Politically, Russell envisioned a kind of benevolent, libertarian socialism, similar in some ways to, yet possessing important differences from, the conception promoted by the Fabian Society. He was strongly critical of Stalin's regime, and of the practices of states proclaiming Marxism and Communism generally. Russell was a consistent enthusiast for democracy and world government, and advocated the establishment of a democratic international government in some of the essays collected in In Praise of Idleness (1935), and also in Has Man a Future? (1961).
One who believes as I do, that free intellect is the chief engine of human progress, cannot but be fundamentally opposed to Bolshevism as much as to the Church of Rome. The hopes which inspire communism are, in the main, as admirable as those instilled by the Sermon on the Mount, but they are held as fanatically and are as likely to do as much harm.
For my part, while I am as convinced a Socialist as the most ardent Marxian, I do not regard Socialism as a gospel of proletarian revenge, nor even, primarily, as a means of securing economic justice. I regard it primarily as an adjustment to machine production demanded by considerations of common sense, and calculated to increase the happiness, not only of proletarians, but of all except a tiny minority of the human race.

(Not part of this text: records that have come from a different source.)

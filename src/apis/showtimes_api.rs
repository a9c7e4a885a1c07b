use async_trait::async_trait;
use once_cell::sync::Lazy;
use regex::Regex;
use serde_json::Value;
use tracing::{info, instrument};

use super::ScheduleSource;
use crate::common::constants::SHOWTIMES_API_SOURCE;
use crate::common::error::Result;
use crate::domain::{FilmListing, SourceDocument};

/// A string that reads as a clock time, 12- or 24-hour.
static TIME_SHAPED: Lazy<Regex> =
    Lazy::new(|| Regex::new(r"(?i)^\d{1,2}:\d{2}(\s?[AP]M)?$").unwrap());

const FILM_KEYS: [&str; 3] = ["name", "film", "title"];
const TIME_KEYS: [&str; 5] = ["times", "time", "showings", "showing", "showtimes"];

/// Fetches a third-party showtimes search API. Response schemas differ by
/// provider, so rather than committing to one, a tolerant walk collects any
/// object carrying a film name and time-shaped strings under a time-ish key.
pub struct ShowtimesApiSource {
    url: String,
}

impl ShowtimesApiSource {
    pub fn new(url: String) -> Self {
        Self { url }
    }
}

#[async_trait]
impl ScheduleSource for ShowtimesApiSource {
    fn source_name(&self) -> &'static str {
        SHOWTIMES_API_SOURCE
    }

    #[instrument(skip(self))]
    async fn fetch_document(&self) -> Result<SourceDocument> {
        let client = reqwest::Client::new();
        info!("HTTP GET request to: {}", self.url);
        let resp = client.get(&self.url).send().await?.error_for_status()?;
        let data: Value = resp.json().await?;
        let listings = collect_listings(&data);
        info!("search API yielded {} film listings", listings.len());
        Ok(SourceDocument::Listings(listings))
    }
}

/// Walks the whole response tree for film listings, in document order.
pub fn collect_listings(data: &Value) -> Vec<FilmListing> {
    let mut listings = Vec::new();
    walk(data, &mut listings);
    listings
}

fn walk(value: &Value, out: &mut Vec<FilmListing>) {
    if let Value::Object(object) = value {
        let film = FILM_KEYS
            .iter()
            .find_map(|key| object.get(*key).and_then(Value::as_str))
            .map(str::trim)
            .filter(|film| !film.is_empty());
        if let Some(film) = film {
            let mut times = Vec::new();
            for key in TIME_KEYS {
                if let Some(nested) = object.get(key) {
                    collect_time_strings(nested, &mut times);
                }
            }
            if !times.is_empty() {
                let screen = object.get("screen").and_then(screen_label);
                out.push(FilmListing { film: film.to_string(), screen, times });
                // A matched listing is a leaf; descending further would
                // double-collect its own times.
                return;
            }
        }
    }

    match value {
        Value::Object(object) => {
            for (_, nested) in object {
                walk(nested, out);
            }
        }
        Value::Array(items) => {
            for item in items {
                walk(item, out);
            }
        }
        _ => {}
    }
}

fn collect_time_strings(value: &Value, out: &mut Vec<String>) {
    match value {
        Value::String(text) => {
            let token = text.trim();
            if TIME_SHAPED.is_match(token) {
                out.push(token.to_string());
            }
        }
        Value::Array(items) => {
            for item in items {
                collect_time_strings(item, out);
            }
        }
        Value::Object(object) => {
            for (_, nested) in object {
                collect_time_strings(nested, out);
            }
        }
        _ => {}
    }
}

fn screen_label(value: &Value) -> Option<String> {
    match value {
        Value::String(text) => {
            let text = text.trim();
            (!text.is_empty()).then(|| text.to_string())
        }
        Value::Number(number) => Some(number.to_string()),
        _ => None,
    }
}

#[cfg(test)]
mod tests {
    use super::*;
    use serde_json::json;

    #[test]
    fn test_collects_nested_listings() {
        // Shape loosely after a search API's showtimes block.
        let data = json!({
            "search_metadata": { "status": "Success" },
            "showtimes": [{
                "day": "Today",
                "movies": [
                    {
                        "name": "Blade Runner",
                        "showing": [{ "time": ["6:30PM", "9:05PM"] }]
                    },
                    {
                        "name": "Amelie",
                        "screen": 3,
                        "showing": [{ "time": ["8:00 PM"] }]
                    }
                ]
            }]
        });
        let listings = collect_listings(&data);
        assert_eq!(listings.len(), 2);
        assert_eq!(listings[0].film, "Blade Runner");
        assert_eq!(listings[0].times, vec!["6:30PM", "9:05PM"]);
        assert_eq!(listings[1].film, "Amelie");
        assert_eq!(listings[1].screen.as_deref(), Some("3"));
    }

    #[test]
    fn test_non_time_strings_are_ignored() {
        let data = json!({
            "title": "Dune",
            "times": ["Sold out", "19:45", "tomorrow"]
        });
        let listings = collect_listings(&data);
        assert_eq!(listings.len(), 1);
        assert_eq!(listings[0].times, vec!["19:45"]);
    }

    #[test]
    fn test_named_object_without_times_is_not_a_listing() {
        let data = json!({
            "name": "search results",
            "results": [{ "title": "Alien", "times": ["11:00PM"] }]
        });
        let listings = collect_listings(&data);
        assert_eq!(listings.len(), 1);
        assert_eq!(listings[0].film, "Alien");
    }

    #[test]
    fn test_empty_response_yields_no_listings() {
        assert!(collect_listings(&json!({})).is_empty());
        assert!(collect_listings(&json!(null)).is_empty());
        assert!(collect_listings(&json!([])).is_empty());
    }
}
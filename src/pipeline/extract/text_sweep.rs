use once_cell::sync::Lazy;
use regex::Regex;
use scraper::Html;

use super::{CandidateExtractor, SCREEN_REF};
use crate::domain::ShowingCandidate;

static TIME_TOKEN: Lazy<Regex> = Lazy::new(|| Regex::new(r"\b(\d{1,2}:\d{2})\b").unwrap());
static ONLY_TIMES: Lazy<Regex> =
    Lazy::new(|| Regex::new(r"^\d{1,2}:\d{2}(\s+\d{1,2}:\d{2})?$").unwrap());
static SCREEN_WORD: Lazy<Regex> = Lazy::new(|| Regex::new(r"(?i)\bScreen\b").unwrap());

/// Fold state for the line scan: the last title-looking line seen, plus the
/// candidates collected so far.
#[derive(Default)]
struct SweepState {
    title: Option<String>,
    candidates: Vec<ShowingCandidate>,
}

/// Fallback strategy: sweep the document as a flat sequence of lines,
/// carrying a "last seen title" cursor. Works on plain text and on whatever
/// visible text a markup document reduces to.
pub struct TextSweepExtractor;

impl TextSweepExtractor {
    pub fn new() -> Self {
        Self
    }
}

impl Default for TextSweepExtractor {
    fn default() -> Self {
        Self::new()
    }
}

impl CandidateExtractor for TextSweepExtractor {
    fn name(&self) -> &'static str {
        "text-sweep"
    }

    fn extract(&self, document: &str) -> Vec<ShowingCandidate> {
        visible_lines(document)
            .into_iter()
            .fold(SweepState::default(), scan_line)
            .candidates
    }
}

/// The document's visible text as ordered, non-empty trimmed lines. Plain
/// text passes through unchanged; markup is reduced to its text nodes with
/// script/style content skipped.
fn visible_lines(document: &str) -> Vec<String> {
    let html = Html::parse_document(document);
    let mut lines = Vec::new();
    for node in html.root_element().descendants() {
        let Some(text) = node.value().as_text() else { continue };
        let hidden = node.ancestors().any(|ancestor| {
            ancestor
                .value()
                .as_element()
                .map(|element| matches!(element.name(), "script" | "style"))
                .unwrap_or(false)
        });
        if hidden {
            continue;
        }
        lines.extend(
            text.split('\n')
                .map(str::trim)
                .filter(|line| !line.is_empty())
                .map(String::from),
        );
    }
    lines
}

fn scan_line(mut state: SweepState, line: String) -> SweepState {
    // Title heuristic: has a letter, no "Screen", not just one or two times.
    let looks_like_title = line.chars().any(|c| c.is_ascii_alphabetic())
        && !SCREEN_WORD.is_match(&line)
        && !ONLY_TIMES.is_match(&line);
    if looks_like_title {
        state.title = Some(line.clone());
    }

    let times: Vec<String> = TIME_TOKEN
        .captures_iter(&line)
        .map(|caps| caps[1].to_string())
        .collect();
    if times.is_empty() {
        return state;
    }

    let screen = SCREEN_REF.captures(&line).map(|caps| caps[1].to_string());
    if let Some(film) = &state.title {
        // Two or more tokens on one line are an explicit start/end interval.
        if times.len() >= 2 {
            state.candidates.push(ShowingCandidate {
                film: film.clone(),
                screen,
                start: times[0].clone(),
                end: Some(times[1].clone()),
            });
        } else {
            state.candidates.push(ShowingCandidate {
                film: film.clone(),
                screen,
                start: times[0].clone(),
                end: None,
            });
        }
    }
    state
}
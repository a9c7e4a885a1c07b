use serde::{Deserialize, Serialize};

use super::clock::{self, ClockTime};
use crate::domain::{NextFinishing, Showing};

/// Policy knobs for event derivation. Real runtimes vary by title, so the
/// assumed duration is configuration, not law.
#[derive(Debug, Clone, Copy, Serialize, Deserialize)]
#[serde(default)]
pub struct DerivePolicy {
    /// Assumed running time, in minutes, for showings without an explicit
    /// end. Only used for the currently-playing computation; never written
    /// back into the schedule.
    pub default_duration_min: u16,
}

impl Default for DerivePolicy {
    fn default() -> Self {
        Self { default_duration_min: 120 }
    }
}

#[derive(Debug, Clone, PartialEq, Eq, Default)]
pub struct DerivedEvents {
    pub next_starting: Option<Showing>,
    pub next_finishing: Option<NextFinishing>,
}

/// Relates the normalized schedule to the current minute-of-day:
/// `next_starting` is the first showing strictly after now, `next_finishing`
/// is the in-progress showing ending soonest. Pure over its inputs.
pub fn derive_events(showings: &[Showing], now_minute: u16, policy: DerivePolicy) -> DerivedEvents {
    let now = u32::from(now_minute);

    let next_starting = showings
        .iter()
        .find(|showing| {
            ClockTime::parse(&showing.start)
                .map(|start| u32::from(start.minutes()) > now)
                .unwrap_or(false)
        })
        .cloned();

    // (start, end, showing) of the containing interval with the earliest end.
    let mut current: Option<(u32, u32, &Showing)> = None;
    for showing in showings {
        let Some(start) = ClockTime::parse(&showing.start) else { continue };
        let start_minute = u32::from(start.minutes());
        let end_minute = showing
            .end
            .as_deref()
            .and_then(ClockTime::parse)
            .map(|end| u32::from(end.minutes()))
            .unwrap_or(start_minute + u32::from(policy.default_duration_min));
        if start_minute <= now && now < end_minute {
            let finishes_sooner = current.map_or(true, |(_, end, _)| end_minute < end);
            if finishes_sooner {
                current = Some((start_minute, end_minute, showing));
            }
        }
    }

    let next_finishing = current.map(|(start_minute, end_minute, showing)| NextFinishing {
        film: showing.film.clone(),
        screen: showing.screen.clone(),
        start: clock::format_clock(start_minute),
        end: clock::format_clock(end_minute),
    });

    DerivedEvents { next_starting, next_finishing }
}

#[cfg(test)]
mod tests {
    use super::*;

    fn showing(film: &str, start: &str, end: Option<&str>) -> Showing {
        Showing {
            film: film.to_string(),
            screen: None,
            start: start.to_string(),
            end: end.map(String::from),
        }
    }

    fn at(hh: u16, mm: u16) -> u16 {
        hh * 60 + mm
    }

    #[test]
    fn test_next_starting_and_next_finishing() {
        // now = 17:30: X starts next, Y (17:00-19:10) is in progress.
        let showings = vec![
            showing("Y", "17:00", Some("19:10")),
            showing("X", "18:00", None),
        ];
        let derived = derive_events(&showings, at(17, 30), DerivePolicy::default());

        let next = derived.next_starting.unwrap();
        assert_eq!(next.film, "X");
        assert_eq!(next.start, "18:00");

        let finishing = derived.next_finishing.unwrap();
        assert_eq!(finishing.film, "Y");
        assert_eq!(finishing.start, "17:00");
        assert_eq!(finishing.end, "19:10");
    }

    #[test]
    fn test_default_duration_applies_without_explicit_end() {
        let showings = vec![showing("A", "14:00", None)];
        let derived = derive_events(&showings, at(15, 59), DerivePolicy::default());
        let finishing = derived.next_finishing.unwrap();
        assert_eq!(finishing.end, "16:00");

        // One minute later the assumed interval is over.
        let derived = derive_events(&showings, at(16, 0), DerivePolicy::default());
        assert!(derived.next_finishing.is_none());
    }

    #[test]
    fn test_duration_policy_is_configurable() {
        let policy = DerivePolicy { default_duration_min: 90 };
        let showings = vec![showing("A", "14:00", None)];
        let derived = derive_events(&showings, at(15, 15), policy);
        assert_eq!(derived.next_finishing.unwrap().end, "15:30");

        let derived = derive_events(&showings, at(15, 31), policy);
        assert!(derived.next_finishing.is_none());
    }

    #[test]
    fn test_start_equal_to_now_is_not_next_starting() {
        let showings = vec![showing("A", "18:00", None)];
        let derived = derive_events(&showings, at(18, 0), DerivePolicy::default());
        assert!(derived.next_starting.is_none());
        // It is, however, currently playing.
        assert_eq!(derived.next_finishing.unwrap().film, "A");
    }

    #[test]
    fn test_earliest_end_wins_among_overlapping() {
        let showings = vec![
            showing("Long", "13:00", Some("17:00")),
            showing("Short", "14:00", Some("15:30")),
        ];
        let derived = derive_events(&showings, at(14, 30), DerivePolicy::default());
        assert_eq!(derived.next_finishing.unwrap().film, "Short");
    }

    #[test]
    fn test_empty_schedule_derives_nothing() {
        let derived = derive_events(&[], at(12, 0), DerivePolicy::default());
        assert_eq!(derived, DerivedEvents::default());
    }

    #[test]
    fn test_derivation_is_idempotent() {
        let showings = vec![
            showing("Y", "17:00", Some("19:10")),
            showing("X", "18:00", None),
        ];
        let first = derive_events(&showings, at(17, 30), DerivePolicy::default());
        let second = derive_events(&showings, at(17, 30), DerivePolicy::default());
        assert_eq!(first, second);
    }
}
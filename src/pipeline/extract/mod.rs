mod structured;
mod text_sweep;

pub use structured::StructuredExtractor;
pub use text_sweep::TextSweepExtractor;

use once_cell::sync::Lazy;
use regex::Regex;
use tracing::debug;

use crate::domain::{FilmListing, ShowingCandidate, SourceDocument};

/// An embedded screen reference ("Screen 3", "screen IMAX").
pub(crate) static SCREEN_REF: Lazy<Regex> =
    Lazy::new(|| Regex::new(r"(?i)\bScreen\s+([A-Za-z0-9]+)\b").unwrap());

/// One extraction strategy over a raw document. Strategies never error:
/// malformed input simply yields an empty candidate list.
pub trait CandidateExtractor: Send + Sync {
    fn name(&self) -> &'static str;
    fn extract(&self, document: &str) -> Vec<ShowingCandidate>;
}

/// Strategies for markup documents in fallback order; each runs only while
/// the ones before it came up empty.
fn markup_chain() -> Vec<Box<dyn CandidateExtractor>> {
    vec![
        Box::new(StructuredExtractor::new()),
        Box::new(TextSweepExtractor::new()),
    ]
}

/// Turns an acquired document into unordered, unvalidated candidates.
pub fn extract_candidates(document: &SourceDocument) -> Vec<ShowingCandidate> {
    match document {
        SourceDocument::Markup(body) => {
            for strategy in markup_chain() {
                let candidates = strategy.extract(body);
                if !candidates.is_empty() {
                    debug!(
                        strategy = strategy.name(),
                        count = candidates.len(),
                        "extraction strategy matched"
                    );
                    return candidates;
                }
                debug!(strategy = strategy.name(), "no candidates, falling back");
            }
            Vec::new()
        }
        SourceDocument::Text(body) => TextSweepExtractor::new().extract(body),
        SourceDocument::Listings(listings) => expand_listings(listings),
    }
}

/// Pre-parsed API listings skip the textual strategies: one candidate per
/// time token, sharing the listing's film and screen.
fn expand_listings(listings: &[FilmListing]) -> Vec<ShowingCandidate> {
    listings
        .iter()
        .flat_map(|listing| {
            listing.times.iter().map(|time| ShowingCandidate {
                film: listing.film.clone(),
                screen: listing.screen.clone(),
                start: time.clone(),
                end: None,
            })
        })
        .collect()
}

Modern methods of production have given us the possibility of ease and security for all; we have chosen, instead, to have overwork for some and starvation for the others. Hitherto we have continued to be as energetic as we were before there were machines; in this we have been foolish, but there is no reason to go on being foolish for ever.
Women's suffrage
As a young man, Russell was a member of the Liberal Party and wrote in favor of free trade and women's suffrage. In his 1910 pamphlet, Anti-Suffragist Anxieties, Russell wrote that some men opposed suffrage because they "fear that their liberty to act in ways that are injurious to women will be curtailed". In May 1907 Russell stood for Parliament as a Woman's suffrage candidate in Wimbledon, but was not elected.[52]
Sexuality
Russell wrote against Victorian notions of morality. Marriage and Morals (1929) expressed his opinion that sex between a man and woman who are not married to each other is not necessarily immoral if they truly love one another, and advocated "trial marriages" or "companionate marriage," formalised relationships whereby young people could legitimately have sexual intercourse without being expected to remain married in the long term or to have children (an idea first proposed by Judge Ben Lindsey).[53][54] This might not seem extreme by today's standards, but it was enough to raise vigorous protests and denunciations against him during his visit to the United States shortly after the book's publication. Russell was also ahead of his time in advocating open sex education and widespread access to contraception. He also advocated easy divorce, but only if the marriage had produced no children — Russell's view was that parents should remain married but tolerant of each other's sexual infidelity, if they had children. This reflected his life at the time — his second wife Dora was openly having an affair, and would soon become pregnant by another man, but Russell was keen for their children John and Kate to have a "normal" family life.[54]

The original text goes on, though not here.